[Records shown Boundary: Start]
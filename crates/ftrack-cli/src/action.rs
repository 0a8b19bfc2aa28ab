//! User actions shared by both front ends.
//!
//! The one-shot command line and the interactive shell each parse their
//! input into an [`Action`]; [`execute`] is the only place that turns an
//! action into tracker calls.

use std::path::PathBuf;

use ftrack_core::error::TrackerError;
use ftrack_core::{PathRecord, SortKey};
use ftrack_ledger::ImportSummary;
use ftrack_shell::{Launcher, OpenOutcome, PathProbe, Tracker};

#[derive(Debug, Clone, PartialEq, Eq)]
pub enum Action {
    Open(String),
    /// Open the folder the previous session ended in.
    OpenLast,
    Visit(String),
    Remove(String),
    Pin(String),
    Unpin(String),
    Clear,
    Prune,
    List { sort: SortKey, descending: bool },
    Import(PathBuf),
}

impl Action {
    /// Whether the action changes the history (front ends re-list after these).
    pub fn mutates(&self) -> bool {
        !matches!(self, Self::List { .. })
    }
}

#[derive(Debug, Clone, PartialEq, Eq)]
pub enum Reply {
    Opened(PathRecord),
    Visited(PathRecord),
    Stale(String),
    Removed { path: String, removed: bool },
    Pinned { path: String, changed: bool },
    Unpinned { path: String, changed: bool },
    Cleared,
    Pruned(Vec<String>),
    Listing(Vec<PathRecord>),
    Imported(ImportSummary),
}

impl Reply {
    /// One-line user feedback. Listings are rendered separately.
    pub fn message(&self) -> Option<String> {
        let text = match self {
            Self::Opened(r) => format!("opened {} ({} visits)", r.path, r.access_count),
            Self::Visited(r) => format!("recorded {} ({} visits)", r.path, r.access_count),
            Self::Stale(path) => {
                format!("path no longer exists, removed from history: {path}")
            }
            Self::Removed { path, removed: true } => format!("removed {path}"),
            Self::Removed { path, removed: false } => format!("not in history: {path}"),
            Self::Pinned { path, changed: true } => format!("pinned {path}"),
            Self::Pinned { path, changed: false } => {
                format!("not pinned (unknown or already pinned): {path}")
            }
            Self::Unpinned { path, changed: true } => format!("unpinned {path}"),
            Self::Unpinned { path, changed: false } => format!("not pinned: {path}"),
            Self::Cleared => "history cleared".to_string(),
            Self::Pruned(paths) if paths.is_empty() => "no stale paths".to_string(),
            Self::Pruned(paths) => {
                let mut text = format!("pruned {} stale path(s)", paths.len());
                for p in paths {
                    text.push_str("\n  ");
                    text.push_str(p);
                }
                text
            }
            Self::Imported(s) => format!(
                "imported {} new, merged {} existing, skipped {} invalid",
                s.imported, s.merged, s.skipped
            ),
            Self::Listing(_) => return None,
        };
        Some(text)
    }
}

/// Run one action against the tracker.
///
/// # Errors
///
/// Propagates [`TrackerError`] from the tracker.
pub fn execute<P: PathProbe, L: Launcher>(
    tracker: &mut Tracker<P, L>,
    action: Action,
) -> Result<Reply, TrackerError> {
    tracing::debug!(?action, "executing");
    let reply = match action {
        Action::Open(path) => match tracker.open(&path)? {
            OpenOutcome::Opened(record) => Reply::Opened(record),
            OpenOutcome::Stale(path) => Reply::Stale(path),
        },
        Action::OpenLast => match tracker.open_last()? {
            OpenOutcome::Opened(record) => Reply::Opened(record),
            OpenOutcome::Stale(path) => Reply::Stale(path),
        },
        Action::Visit(path) => match tracker.visit(&path)? {
            OpenOutcome::Opened(record) => Reply::Visited(record),
            OpenOutcome::Stale(path) => Reply::Stale(path),
        },
        Action::Remove(path) => {
            let removed = tracker.remove(&path)?;
            Reply::Removed { path, removed }
        }
        Action::Pin(path) => {
            let changed = tracker.pin(&path)?;
            Reply::Pinned { path, changed }
        }
        Action::Unpin(path) => {
            let changed = tracker.unpin(&path)?;
            Reply::Unpinned { path, changed }
        }
        Action::Clear => {
            tracker.clear()?;
            Reply::Cleared
        }
        Action::Prune => Reply::Pruned(tracker.prune()?),
        Action::List { sort, descending } => Reply::Listing(tracker.view(sort, descending)?),
        Action::Import(source) => Reply::Imported(tracker.import_legacy(&source)?),
    };
    Ok(reply)
}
[Records shown Boundary: End]
**Your instructions**
Search the records for the word "OpenLast", then list every line that has it.

**Written answer**
    OpenLast,
        Action::OpenLast => match tracker.open_last()? {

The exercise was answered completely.